In isolation, Wittman's decision was perfectly defensible. As he pointed out, the Warriors went small with Draymond Green at center, so putting Gortat on the court with Nene may have put them at a disadvantage defensively. The Warriors present a challenge for any team defensively, and no defense the Wizards could have used had a guarantee or even a probability of success.
That being said, Gortat was having a strong night for the Wizards. Wittman had also recently indignantly responded to a reporter asking why Drew Gooden played over Gortat in the fourth quarter against the Toronto Raptors: "Drew was playing good, I don't know if you were watching the game. You go with guys that are playing good."
Looking at the bigger picture, it's a legitimate question that people who follow the Wizards have asked for some time: Why is Marcin Gortat's playing time so scarce in fourth quarters?

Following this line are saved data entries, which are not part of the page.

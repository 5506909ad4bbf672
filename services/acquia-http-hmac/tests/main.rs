use bytes::Bytes;
use http::header::AUTHORIZATION;
use http::Request;
use httphmac_acquia::{
    Config, Credential, InboundRequest, RequestSigner, RequestVerifier, StaticCredentialProvider,
    ACQUIA_HMAC_ID, ACQUIA_HMAC_REALM, ACQUIA_HMAC_SECRET, ACQUIA_HMAC_VERSION,
};
use httphmac_core::{Context, ErrorKind, Result, Signer, StaticEnv};
use log::debug;
use std::collections::HashMap;

const ID: &str = "efdde334-fe7b-11e4-a322-1697f925ec7b";
const SECRET: &str = "W5PeGMxSItNerkNFqQMfYiJvH14WzVJMy54CPoTAYoI=";

fn init_signer() -> Signer<Credential> {
    let _ = env_logger::builder().is_test(true).try_init();

    let context = Context::new().with_env(StaticEnv {
        envs: HashMap::new(),
    });
    let loader = StaticCredentialProvider::new(ID, SECRET);
    let builder = RequestSigner::new("Pipet service")
        .with_signed_headers(["X-Custom-Signer1", "X-Custom-Signer2"]);

    Signer::new(context, loader, builder)
}

fn credential() -> Credential {
    Credential {
        id: ID.to_string(),
        secret: SECRET.to_string(),
    }
}

/// Sign `req` with `body` and hand back what a server would receive.
async fn sign(req: Request<()>, body: &'static [u8]) -> Result<Request<Bytes>> {
    let (mut parts, _) = req.into_parts();
    init_signer().sign(&mut parts, body).await?;

    let req = Request::from_parts(parts, Bytes::from_static(body));
    debug!("signed request: {:?}", req);
    Ok(req)
}

fn verify(req: &Request<Bytes>) -> Result<httphmac_acquia::AuthHeader> {
    RequestVerifier::new()
        .with_realm("Pipet service")
        .verify(&InboundRequest::new(req)?, &credential())
}

fn post() -> Request<()> {
    Request::post("https://example.acquiapipet.net:8443/v1.0/task?b=2&a=hello%20world")
        .header("Content-Type", "application/json")
        .header("X-Custom-Signer1", "custom-1")
        .header("X-Custom-Signer2", "custom-2")
        .body(())
        .expect("request must be valid")
}

const BODY: &[u8] = br#"{"method":"hi.bob","params":["5","4","8"]}"#;

#[tokio::test]
async fn test_sign_then_verify_get() -> Result<()> {
    let req = Request::get("https://example.acquiapipet.net/v1.0/task-status/133?limit=10")
        .body(())?;
    let req = sign(req, b"").await?;

    let auth = verify(&req)?;
    assert_eq!(auth.id(), Some(ID));
    assert_eq!(auth.version(), Some("2.0"));
    assert!(req.headers().contains_key("x-authorization-timestamp"));
    Ok(())
}

#[tokio::test]
async fn test_sign_then_verify_post() -> Result<()> {
    let req = sign(post(), BODY).await?;

    let auth = verify(&req)?;
    assert_eq!(
        auth.signed_header_names(),
        ["X-Custom-Signer1", "X-Custom-Signer2"]
    );
    Ok(())
}

#[tokio::test]
async fn test_verify_behind_proxy_host_header() -> Result<()> {
    let req = sign(post(), BODY).await?;

    // A server sees an origin-form uri with the authority in `Host`.
    let (mut parts, body) = req.into_parts();
    parts
        .headers
        .insert("host", "example.acquiapipet.net:8443".parse()?);
    parts.uri = "/v1.0/task?b=2&a=hello%20world".parse()?;
    let req = Request::from_parts(parts, body);

    verify(&req)?;
    Ok(())
}

#[tokio::test]
async fn test_tampered_body() -> Result<()> {
    let req = sign(post(), BODY).await?;

    let (parts, _) = req.into_parts();
    let req = Request::from_parts(parts, Bytes::from_static(br#"{"method":"hi.eve"}"#));

    let err = verify(&req).unwrap_err();
    assert_eq!(err.kind(), ErrorKind::SignatureMismatch);
    Ok(())
}

#[tokio::test]
async fn test_tampered_path() -> Result<()> {
    let req = sign(post(), BODY).await?;

    let (mut parts, body) = req.into_parts();
    parts.uri = "https://example.acquiapipet.net:8443/v1.0/other?b=2&a=hello%20world".parse()?;
    let req = Request::from_parts(parts, body);

    let err = verify(&req).unwrap_err();
    assert_eq!(err.kind(), ErrorKind::SignatureMismatch);
    Ok(())
}

#[tokio::test]
async fn test_tampered_signed_header() -> Result<()> {
    let req = sign(post(), BODY).await?;

    let (mut parts, body) = req.into_parts();
    parts
        .headers
        .insert("x-custom-signer2", "custom-3".parse()?);
    let req = Request::from_parts(parts, body);

    let err = verify(&req).unwrap_err();
    assert_eq!(err.kind(), ErrorKind::SignatureMismatch);
    Ok(())
}

#[tokio::test]
async fn test_unsigned_header_is_free_to_change() -> Result<()> {
    let req = sign(post(), BODY).await?;

    let (mut parts, body) = req.into_parts();
    parts.headers.insert("x-trace-id", "abc".parse()?);
    let req = Request::from_parts(parts, body);

    verify(&req)?;
    Ok(())
}

#[tokio::test]
async fn test_tampered_timestamp() -> Result<()> {
    let req = sign(post(), BODY).await?;

    let (mut parts, body) = req.into_parts();
    parts
        .headers
        .insert("x-authorization-timestamp", "1".parse()?);
    let req = Request::from_parts(parts, body);

    let err = verify(&req).unwrap_err();
    assert_eq!(err.kind(), ErrorKind::SignatureMismatch);
    Ok(())
}

#[tokio::test]
async fn test_wrong_secret() -> Result<()> {
    let req = sign(post(), BODY).await?;

    let cred = Credential {
        id: ID.to_string(),
        secret: "c29tZS1vdGhlci1zZWNyZXQ=".to_string(),
    };
    let err = RequestVerifier::new()
        .verify(&InboundRequest::new(&req)?, &cred)
        .unwrap_err();
    assert_eq!(err.kind(), ErrorKind::SignatureMismatch);
    Ok(())
}

#[tokio::test]
async fn test_authorization_is_sensitive() -> Result<()> {
    let req = sign(post(), BODY).await?;
    assert!(req.headers()[AUTHORIZATION].is_sensitive());
    Ok(())
}

#[test]
fn test_config_from_public_env_names() {
    let ctx = Context::new().with_env(StaticEnv {
        envs: HashMap::from([
            (ACQUIA_HMAC_ID.to_string(), ID.to_string()),
            (ACQUIA_HMAC_SECRET.to_string(), SECRET.to_string()),
            (ACQUIA_HMAC_REALM.to_string(), "Pipet service".to_string()),
            (ACQUIA_HMAC_VERSION.to_string(), "2.0".to_string()),
        ]),
    });

    let config = Config::default().from_env(&ctx);
    assert_eq!(config.id.as_deref(), Some(ID));
    assert_eq!(config.secret.as_deref(), Some(SECRET));
    assert_eq!(config.realm.as_deref(), Some("Pipet service"));
    assert_eq!(config.version(), "2.0");
}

Gortat appeared as frustrated with the Wizards' recent play, as well as the fact that he was once again relegated to the bench at the end of the game.

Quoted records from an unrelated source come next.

// Licensed to the Apache Software Foundation (ASF) under one
// or more contributor license agreements.  See the NOTICE file
// distributed with this work for additional information
// regarding copyright ownership.  The ASF licenses this file
// to you under the Apache License, Version 2.0 (the
// "License"); you may not use this file except in compliance
// with the License.  You may obtain a copy of the License at
//
//   http://www.apache.org/licenses/LICENSE-2.0
//
// Unless required by applicable law or agreed to in writing,
// software distributed under the License is distributed on an
// "AS IS" BASIS, WITHOUT WARRANTIES OR CONDITIONS OF ANY
// KIND, either express or implied.  See the License for the
// specific language governing permissions and limitations
// under the License.

use http::header::AUTHORIZATION;
use httphmac_core::hash::{base64_decode, verify_hmac_sha256};
use httphmac_core::{Error, Result};
use log::debug;

use crate::request::{create_message, RequestFacts};
use crate::{AuthHeader, Credential};

/// RequestVerifier checks the signature of received requests.
///
/// Timestamps and nonces are not tracked, so a verified request may still
/// be a replay.
#[derive(Debug, Default, Clone)]
pub struct RequestVerifier {
    realm: Option<String>,
}

impl RequestVerifier {
    /// Create a verifier that accepts any realm.
    pub fn new() -> Self {
        Self::default()
    }

    /// Only accept requests signed for `realm`.
    pub fn with_realm(mut self, realm: &str) -> Self {
        self.realm = Some(realm.to_string());
        self
    }

    /// Verify `req` against `credential` and return its parsed header.
    pub fn verify(&self, req: &impl RequestFacts, credential: &Credential) -> Result<AuthHeader> {
        let value = req
            .header(AUTHORIZATION.as_str())?
            .ok_or_else(|| Error::missing_field("request has no authorization header"))?;
        let auth = AuthHeader::parse(value)?;

        let signature = auth
            .signature()
            .filter(|v| !v.is_empty())
            .ok_or_else(|| Error::missing_field("authorization header has no signature"))?;

        if auth.id() != Some(credential.id.as_str()) {
            return Err(Error::credential_invalid(format!(
                "request is signed by id {:?}, not by the given credential",
                auth.id().unwrap_or_default()
            )));
        }
        if let Some(realm) = &self.realm {
            if auth.realm() != Some(realm.as_str()) {
                return Err(Error::request_invalid(format!(
                    "request realm {:?} is not accepted",
                    auth.realm().unwrap_or_default()
                )));
            }
        }

        let expected = base64_decode(signature).map_err(|e| {
            Error::signature_mismatch("signature is not valid base64").with_source(e)
        })?;
        let message = create_message(req, &auth)?;
        if !verify_hmac_sha256(&credential.secret_key()?, message.as_bytes(), &expected) {
            debug!("signature mismatch for message: {message:?}");
            return Err(Error::signature_mismatch(
                "signature does not match the request",
            ));
        }

        Ok(auth)
    }
}

#[cfg(test)]
mod tests {
    use super::*;
    use crate::request::InboundRequest;
    use bytes::Bytes;
    use httphmac_core::ErrorKind;
    use test_case::test_case;

    const SECRET: &str = "W5PeGMxSItNerkNFqQMfYiJvH14WzVJMy54CPoTAYoI=";
    const ID: &str = "efdde334-fe7b-11e4-a322-1697f925ec7b";
    const GET_AUTH: &str = r#"acquia-http-hmac realm="Pipet service",id="efdde334-fe7b-11e4-a322-1697f925ec7b",nonce="d1954337-5319-4821-8427-115542e08d10",version="2.0",headers="",signature="MRlPr/Z1WQY2sMthcaEqETRMw4gPYXlPcTpaLWS2gcc=""#;

    fn credential() -> Credential {
        Credential {
            id: ID.to_string(),
            secret: SECRET.to_string(),
        }
    }

    fn request(authorization: &str) -> http::Request<Bytes> {
        http::Request::get("/v1.0/task-status/133?limit=10")
            .header("Host", "example.acquiapipet.net")
            .header("X-Authorization-Timestamp", "1432075982")
            .header("Authorization", authorization)
            .body(Bytes::new())
            .unwrap()
    }

    #[test]
    fn test_verify() -> Result<()> {
        let req = request(GET_AUTH);
        let auth = RequestVerifier::new()
            .with_realm("Pipet service")
            .verify(&InboundRequest::new(&req)?, &credential())?;

        assert_eq!(auth.nonce(), Some("d1954337-5319-4821-8427-115542e08d10"));
        Ok(())
    }

    #[test]
    fn test_verify_post() -> Result<()> {
        let req = http::Request::post("/v1.0/task")
            .header("Host", "example.acquiapipet.net")
            .header("X-Authorization-Timestamp", "1432075982")
            .header("Content-Type", "application/json")
            .header("X-Custom-Signer1", "custom-1")
            .header("X-Custom-Signer2", "custom-2")
            .header(
                "Authorization",
                r#"acquia-http-hmac realm="Pipet service",id="efdde334-fe7b-11e4-a322-1697f925ec7b",nonce="d1954337-5319-4821-8427-115542e08d10",version="2.0",headers="X-Custom-Signer1;X-Custom-Signer2",signature="cukuoh4rfezX6guHI1nm5DVygQIPftKBTEdEjG1ZO70=""#,
            )
            .body(Bytes::from_static(
                br#"{"method":"hi.bob","params":["5","4","8"]}"#,
            ))?;

        RequestVerifier::new().verify(&InboundRequest::new(&req)?, &credential())?;
        Ok(())
    }

    #[test]
    fn test_verify_without_authorization() -> Result<()> {
        let req = http::Request::get("/")
            .header("Host", "example.com")
            .body(Bytes::new())?;
        let err = RequestVerifier::new()
            .verify(&InboundRequest::new(&req)?, &credential())
            .unwrap_err();

        assert_eq!(err.kind(), ErrorKind::MissingField);
        assert!(err.is_unauthenticated());
        Ok(())
    }

    #[test_case(r#"acquia-http-hmac realm="Pipet service",id="efdde334-fe7b-11e4-a322-1697f925ec7b",nonce="n",version="2.0""#, ErrorKind::MissingField; "no signature")]
    #[test_case(r#"acquia-http-hmac realm="Pipet service",id="other",nonce="n",version="2.0",signature="c2ln""#, ErrorKind::CredentialInvalid; "other id")]
    #[test_case(r#"acquia-http-hmac realm="Pipet service",id="efdde334-fe7b-11e4-a322-1697f925ec7b",nonce="n",version="2.0",signature="not base64!""#, ErrorKind::SignatureMismatch; "undecodable signature")]
    #[test_case(r#"acquia-http-hmac realm="Pipet service",id="efdde334-fe7b-11e4-a322-1697f925ec7b",nonce="other",version="2.0",signature="MRlPr/Z1WQY2sMthcaEqETRMw4gPYXlPcTpaLWS2gcc=""#, ErrorKind::SignatureMismatch; "other nonce")]
    #[test_case(r#"acquia-http-hmac realm="Pipet service,id="x""#, ErrorKind::MalformedHeader; "malformed")]
    fn test_verify_rejects(authorization: &str, kind: ErrorKind) -> Result<()> {
        let req = request(authorization);
        let err = RequestVerifier::new()
            .verify(&InboundRequest::new(&req)?, &credential())
            .unwrap_err();

        assert_eq!(err.kind(), kind);
        Ok(())
    }

    #[test]
    fn test_verify_realm_restriction() -> Result<()> {
        let req = request(GET_AUTH);
        let err = RequestVerifier::new()
            .with_realm("Other service")
            .verify(&InboundRequest::new(&req)?, &credential())
            .unwrap_err();

        assert_eq!(err.kind(), ErrorKind::RequestInvalid);
        Ok(())
    }

    #[test]
    fn test_verify_tampered_path() -> Result<()> {
        let req = http::Request::get("/v1.0/task-status/134?limit=10")
            .header("Host", "example.acquiapipet.net")
            .header("X-Authorization-Timestamp", "1432075982")
            .header("Authorization", GET_AUTH)
            .body(Bytes::new())?;
        let err = RequestVerifier::new()
            .verify(&InboundRequest::new(&req)?, &credential())
            .unwrap_err();

        assert_eq!(err.kind(), ErrorKind::SignatureMismatch);
        Ok(())
    }
}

"I would just say ... next question," the Wizards center responded when asked if it was discouraging to sit out the fourth quarter (again) after playing a solid game. The normally talkative Gortat said the frustration level at this point was "out of the roof."

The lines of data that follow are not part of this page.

use anyhow::{Context, Result};
use serde::{Deserialize, Serialize};
use std::fs;
use std::path::{Path, PathBuf};
use std::time::Duration;

pub const DEFAULT_ANGLE_DEG: f64 = 10.0;
pub const DEFAULT_DEBOUNCE_MS: u64 = 300;

#[derive(Debug, Clone, PartialEq, Serialize, Deserialize)]
pub struct Settings {
    /// Quiet period before a typed query is searched
    #[serde(default = "default_debounce_ms")]
    pub debounce_ms: u64,
    /// Angle of attack a new session starts with
    #[serde(default = "default_angle_deg")]
    pub default_angle_deg: f64,
    /// CSV export of the aircraft characteristics sheet
    #[serde(default)]
    pub dataset_path: Option<PathBuf>,
}

fn default_debounce_ms() -> u64 {
    DEFAULT_DEBOUNCE_MS
}

fn default_angle_deg() -> f64 {
    DEFAULT_ANGLE_DEG
}

impl Default for Settings {
    fn default() -> Self {
        Self {
            debounce_ms: DEFAULT_DEBOUNCE_MS,
            default_angle_deg: DEFAULT_ANGLE_DEG,
            dataset_path: None,
        }
    }
}

impl Settings {
    pub fn debounce(&self) -> Duration {
        Duration::from_millis(self.debounce_ms)
    }

    pub fn default_path() -> PathBuf {
        crate::get_config_root().join("settings.json")
    }

    /// Loads from the per-user config directory. A missing or unreadable file
    /// yields the defaults.
    pub fn load() -> Self {
        let path = Self::default_path();
        if !path.exists() {
            return Self::default();
        }
        match Self::load_from(&path) {
            Ok(settings) => settings,
            Err(e) => {
                log::warn!(
                    "Ignoring unreadable settings — path={} error={:#}",
                    path.display(),
                    e
                );
                Self::default()
            }
        }
    }

    pub fn load_from(path: &Path) -> Result<Self> {
        let content = fs::read_to_string(path).context("Failed to read settings.json")?;
        serde_json::from_str(&content).context("Failed to parse settings.json")
    }
}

"I don't know what to tell you guys, seriously," Gortat said with some exasperation. "I don't have any lines to tell you, that we lost nine of 11 or whatever we lost. I don't know what to tell you."
Whatever drama there is surrounding the Gortat fourth quarter situation, it was hardly the main culprit for the Wizards loss to the Warriors. However, that they managed to turn the ball over 26 times and still be relatively competitive with the best team in the NBA is a moral victory of sorts given the beat downs they recently took against Detroit and Cleveland.
The shooting-starved Wizards were once again missing Bradley Beal and their personnel couldn't come close to figurng out how to counter the Warriors three point shooters. Every minute that Stephen Curry was on the court without Wall was a defensive disaster for Washington; Curry scored 10 points in roughly three minutes. What's more, the second unit offense often looked like a lot of guys standing close together waiting hopelessly for Kevin Seraphin to bail them out.
Nevertheless, the Wizards played hard and with a sense of urgency most of the game that has been lacking lately. Pierce and Gortat, who have both had their respective struggles at times recently, looked back on track -- and Wall, despite the turnovers, brought his characteristic All Star effort.
That's positive. But against the league's best, it's not enough.
Paul Pierce too saw signs for optimism: "I saw something different today than I did in the last two games outside of our turnovers. We played with much more urgency. If we can play like that the rest of the season we'll be fine."
And the Wizards should be fine. With Bradley Beal returning soon and the schedule getting easier, the Wizards have a chance to get out of their recent slump. But whether the Wizards can be better than "fine" with their current roster and offense is something very much in doubt.